Petitionismus

Endlich wissen wir: Auch in Deutschland haben wir einen Janukowitsch. Er kommt aus Italien, ist Moderator im öffentlich–rechtlichen Fernsehen und sagt gerne Sätze wie: „Da möchte ich noch mal einhaken!“ Oder auch einfach mal unvermittelt: „Was verdient man da?“ – „Ja oder Nein?“ Der deutsche Janukowitsch heißt Lanz und der deutsche Vitali Klitschko heißt Maren Müller, kommt aus Leipzig und möchte diesen „Ja–Nein“-Antworten-Abfrager mit sofortiger Wirkung aus dem Fernsehen verbannen. Weil er sich erdreistet hat, Frau Wagenknecht unverschämt anzugehen. Deshalb fordert die penetrante Petetentin in einer Online-Petition: Ausländer raus aus meinem Land, nein, Italiener raus aus meinem Fernsehen, nein, falsch, Markus Lanz raus aus meiner Rundfunkgebühr.

 

Und das ist eine gefährliche Forderung in dem Jahr, in dem Reinhold Beckmann seine Talkshow im Ersten verliert und Johannes B. Kerner mit mehreren Shows zum ZDF zurückgekehrt ist.
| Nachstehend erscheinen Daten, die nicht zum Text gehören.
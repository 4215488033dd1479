use crate::{
    config::ConfigError,
    logging::LoggingError,
    supervisor::{SupervisorError, UnexpectedExit},
};
use thiserror::Error;

#[derive(Debug, Error)]
pub enum DelthError {
    #[error(transparent)]
    Config(#[from] ConfigError),

    #[error(transparent)]
    Supervisor(#[from] SupervisorError),

    #[error("command has failed: {0}")]
    CommandFailed(#[from] UnexpectedExit),

    #[error("failed to build backend HTTP client: {0}")]
    Client(#[source] reqwest::Error),

    #[error("failed to listen on {addr}: {source}")]
    Bind {
        addr: String,
        #[source]
        source: std::io::Error,
    },

    #[error("failed to install signal handlers: {0}")]
    Signals(#[source] std::io::Error),

    #[error(transparent)]
    Logging(#[from] LoggingError),
}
Jetzt Lanz rausschmeißen zu wollen, ist ein bisschen so, wie Janukovitsch stürzen und Assad kriegen.

 

Ich finde, jeder, der diese bekloppte Petition unterschreibt, sollte mit einem Besuch von drei Michael Wendler-Konzerten hintereinander bestraft werden.

Florian Schroeder

 

Maren Müller aus Leipzig erfüllt alle Klischees der Niederträchtigkeit: Sie hat früher Leserbriefe geschrieben und sagt, sie kann nicht schlafen, wenn sie Lanz gesehen hat. Deshalb hat sie in einem Dauerzustand geistiger Umnachtung diese Petition in die Tasten gehackt – und mehrere hunderttausend Unterstützer gefunden, die der liebe Gott von der Schwarmintelligenz leider ausgeschlossen hat.

 

Aber man muss das auch verstehen: Was soll der Wutbürger auch den ganzen Tag machen, jetzt, da der Stuttgarter Bahnhof doch endgültig unter die Erde gelegt wird und alle Rauchverbote durchgesetzt sind? Da kann einem schon mal langweilig werden. Wenn der deutsche Janukovitsch ein Tiroler Fernsehmoderator ist, der einfach nur spielen will, dann muss der Hass des Wutbürgers Ausdruck finden im erbärmlichen Kieselsteinchen-an-die-Petitions-Klagemauer-Werfen.

 

Bei der aktuellen Umfrage zu Lanz haben sich bei Openpetition nur ein Bruchteil aller Unterzeichner wirklich authentifiziert. Die meisten protestieren anonym – im besten Fall wenigstens mit coolem Pseudonym. Rosa Luxemburg aus Entenhausen zum Beispiel. Das heißt: Niemand weiß also, wie viele Leute wirklich einmal, zweimal oder dreimal mitgemacht haben. Wahrscheinlich hat die Auszählung der Stimmen direkt der ADAC übernommen.

 

Florian Schroeder, Kabarettist, studierte in Freiburg, lebt in Berlin und vergibt die chilli-Schote des Monats.